What you have to do
Below are some records; print every one of them exactly.

Data for processing
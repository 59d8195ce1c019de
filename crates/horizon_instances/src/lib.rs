//! # Horizon Instances
//!
//! Runtime for grouped PvE content:
//!
//! * [`instance`] - one actor per dungeon / raid copy: roster, boss slots,
//!   loot mode, Mythic+ timer, completion and lockouts
//! * [`encounter`] - one actor per boss fight: phases, ability tick,
//!   interrupt armor, adds and enrage
//! * [`registry`] - GUID-keyed directories and crash-isolating supervision
//! * [`lockout`] - daily / weekly reset manager
//! * [`scaling`], [`mythic`], [`respawn`] - the pure formulas the actors use

pub mod config;
pub mod encounter;
pub mod error;
pub mod instance;
pub mod lockout;
pub mod mythic;
pub mod registry;
pub mod respawn;
pub mod scaling;


pub use config::{EncounterConfig, InstanceConfig};
pub use encounter::{
    DamageOutcome, EncounterHandle, EncounterSnapshot, EncounterStatus, InterruptArmor,
    InterruptOutcome,
};
pub use error::{EncounterError, InstanceError, RegistryError};
pub use instance::{
    DeathOutcome, InstanceHandle, InstanceLaunch, InstanceSnapshot, InstanceStatus, LootMode,
    PlayerInfo, Role,
};
pub use lockout::{LockoutConfig, LockoutManager, LockoutManagerHandle, ResetGuards, ResetSchedule};
pub use mythic::{Affix, MythicConfig, MythicTimer, MythicTimerView};
pub use registry::{EncounterSupervisor, InstanceRegistry};
pub use respawn::{RespawnPolicy, RespawnTracker};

Finished task
repository 59d8195ce1c019de
filename crates/horizon_instances/src/lib.rs
//! # Horizon Instances
//!
//! Runtime for grouped PvE content:
//!
//! * [`instance`] - one actor per dungeon / raid copy: roster, boss slots,
//!   loot mode, Mythic+ timer, completion and lockouts
//! * [`encounter`] - one actor per boss fight: phases, ability tick,
//!   interrupt armor, adds and enrage
//! * [`registry`] - GUID-keyed directories and crash-isolating supervision
//! * [`lockout`] - daily / weekly reset manager
//! * [`scaling`], [`mythic`], [`respawn`] - the pure formulas the actors use

pub mod config;
pub mod encounter;
pub mod error;
pub mod instance;
pub mod lockout;
pub mod mythic;
pub mod registry;
pub mod respawn;
pub mod scaling;


pub use config::{EncounterConfig, InstanceConfig};
pub use encounter::{
    DamageOutcome, EncounterHandle, EncounterSnapshot, EncounterStatus, InterruptArmor,
    InterruptOutcome,
};
pub use error::{EncounterError, InstanceError, RegistryError};
pub use instance::{
    DeathOutcome, InstanceHandle, InstanceLaunch, InstanceSnapshot, InstanceStatus, LootMode,
    PlayerInfo, Role,
};
pub use lockout::{LockoutConfig, LockoutManager, LockoutManagerHandle, ResetGuards, ResetSchedule};
pub use mythic::{Affix, MythicConfig, MythicTimer, MythicTimerView};
pub use registry::{EncounterSupervisor, InstanceRegistry};
pub use respawn::{RespawnPolicy, RespawnTracker};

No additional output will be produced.